Turbo....

Rusty, it’s really application and fuel dependent. Pick the octane level you are comfortable running, decide how much power you want to make, and how much boost it will take to get there. Then build to suit. You can run 14:1 with 30psi on methonal but 10:1 and 10psi will not last on pump gas. I’d say for a street car run as low of a static compression number as possible to keep the engine docile and easily tunable out of boost, but enough compression to keep some off boost torque. Typically that will end up around 9.5:1, a good compromise for a street car. The slant has a limitation on cylinder head sealing so careful attention must be placed on machining the deck and head and IMO studs and MLS gaskets are a must.
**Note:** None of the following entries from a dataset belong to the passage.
// HTTP + WebSocket backend client
//
// Commands and the watch request go over plain JSON POSTs; snapshots
// arrive on a WebSocket opened before the watch is requested so the
// first push cannot be missed.

use async_trait::async_trait;
use serde::Serialize;
use tracing::{debug, trace};
use url::Url;

use crate::backend::{BrightnessBackend, PushSubscription};
use crate::error::Error;
use crate::transport::TransportConfig;
use crate::wire::SetBrightnessRequest;
use crate::websocket;

const WATCH_PATH: &str = "v1/watch";
const BRIGHTNESS_PATH: &str = "v1/brightness";
const EVENTS_PATH: &str = "v1/events";

/// Network client for a brightness backend.
pub struct HttpBackend {
    http: reqwest::Client,
    base_url: Url,
    events_url: Url,
    timeout_secs: u64,
}

impl HttpBackend {
    /// Create a backend client from a `TransportConfig`.
    ///
    /// `events_url` defaults to `{base}/v1/events` with the scheme switched
    /// to `ws`/`wss`.
    pub fn new(
        base_url: Url,
        events_url: Option<Url>,
        transport: &TransportConfig,
    ) -> Result<Self, Error> {
        let http = transport.build_client()?;
        let mut backend = Self::with_client(http, base_url, events_url)?;
        backend.timeout_secs = transport.timeout.as_secs();
        Ok(backend)
    }

    /// Create a backend client around a pre-built `reqwest::Client`.
    pub fn with_client(
        http: reqwest::Client,
        base_url: Url,
        events_url: Option<Url>,
    ) -> Result<Self, Error> {
        let events_url = match events_url {
            Some(url) => url,
            None => derive_events_url(&base_url)?,
        };
        Ok(Self {
            http,
            base_url,
            events_url,
            timeout_secs: 0,
        })
    }

    pub fn base_url(&self) -> &Url {
        &self.base_url
    }

    pub fn events_url(&self) -> &Url {
        &self.events_url
    }

    // ── URL builders ─────────────────────────────────────────────────

    /// `{base}/{path}`, keeping any path prefix on the base URL.
    fn api_url(&self, path: &str) -> Result<Url, Error> {
        join(&self.base_url, path)
    }

    // ── Request helpers ──────────────────────────────────────────────

    /// POST a JSON body and require a 2xx answer.
    async fn post<B: Serialize + Sync>(&self, url: Url, body: &B) -> Result<(), Error> {
        debug!("POST {}", url);

        let resp = self
            .http
            .post(url)
            .json(body)
            .send()
            .await
            .map_err(|e| self.map_transport(e))?;

        let status = resp.status();
        if status.is_success() {
            trace!(status = status.as_u16(), "request accepted");
            return Ok(());
        }

        let message = resp.text().await.unwrap_or_default();
        Err(Error::Rejected {
            status: status.as_u16(),
            message: if message.is_empty() {
                status.canonical_reason().unwrap_or("request failed").to_owned()
            } else {
                message
            },
        })
    }

    fn map_transport(&self, err: reqwest::Error) -> Error {
        if err.is_timeout() {
            Error::Timeout {
                timeout_secs: self.timeout_secs,
            }
        } else {
            Error::Transport(err)
        }
    }
}

#[async_trait]
impl BrightnessBackend for HttpBackend {
    fn name(&self) -> &str {
        "http"
    }

    async fn begin_watch(&self) -> Result<PushSubscription, Error> {
        let subscription = websocket::connect(&self.events_url).await?;
        // Dropping `subscription` on error releases the socket.
        self.post(self.api_url(WATCH_PATH)?, &serde_json::json!({})).await?;
        Ok(subscription)
    }

    async fn set_brightness(&self, request: &SetBrightnessRequest) -> Result<(), Error> {
        let url = self.api_url(BRIGHTNESS_PATH)?;
        match self.post(url, request).await {
            Err(Error::Rejected { status: 404, .. }) => Err(Error::UnknownDevice {
                id: request.id.clone(),
            }),
            other => other,
        }
    }
}

fn join(base: &Url, path: &str) -> Result<Url, Error> {
    let base = base.as_str().trim_end_matches('/');
    Ok(Url::parse(&format!("{base}/{path}"))?)
}

fn derive_events_url(base: &Url) -> Result<Url, Error> {
    let mut url = join(base, EVENTS_PATH)?;
    let scheme = match base.scheme() {
        "https" => "wss",
        "http" => "ws",
        other => {
            return Err(Error::WebSocketConnect(format!(
                "cannot derive an event socket from a {other}:// backend URL"
            )));
        }
    };
    url.set_scheme(scheme)
        .map_err(|()| Error::WebSocketConnect(format!("cannot switch {url} to {scheme}")))?;
    Ok(url)
}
I can have as little as 9:1 and as much as 9.5:1 depending on my head gasket choices. I am using the stock cast 2.2 dished turbo pistons, so those will be the limiting factor for boost. They do have a nice wide band around their perimeter that will be at zero deck and that ring is almost the dead perfect width to match up just right with the quench pad on this closed chamber head, so I'll still have just as much quench as I would with a total flat top, just with less static compression. That's why I swapped to the dished pistons. Static compression was going to be about the same as the engine I currently run at 10.2 and I did not want a repeat of that. Not that it was hard to tune it to run on pump gas, but pump premium is my only choice now. Not to keep it from detonating. It doesn't detonate on 87 even with 175 PSI cranking pressure......it just runs SO much better on premium. I guess the safest thing to do is just go ahead and run the thin head gasket, have quench at about .018-.020 and just run the engine N/A and be did wif all dat. It will be the most cost effective, too.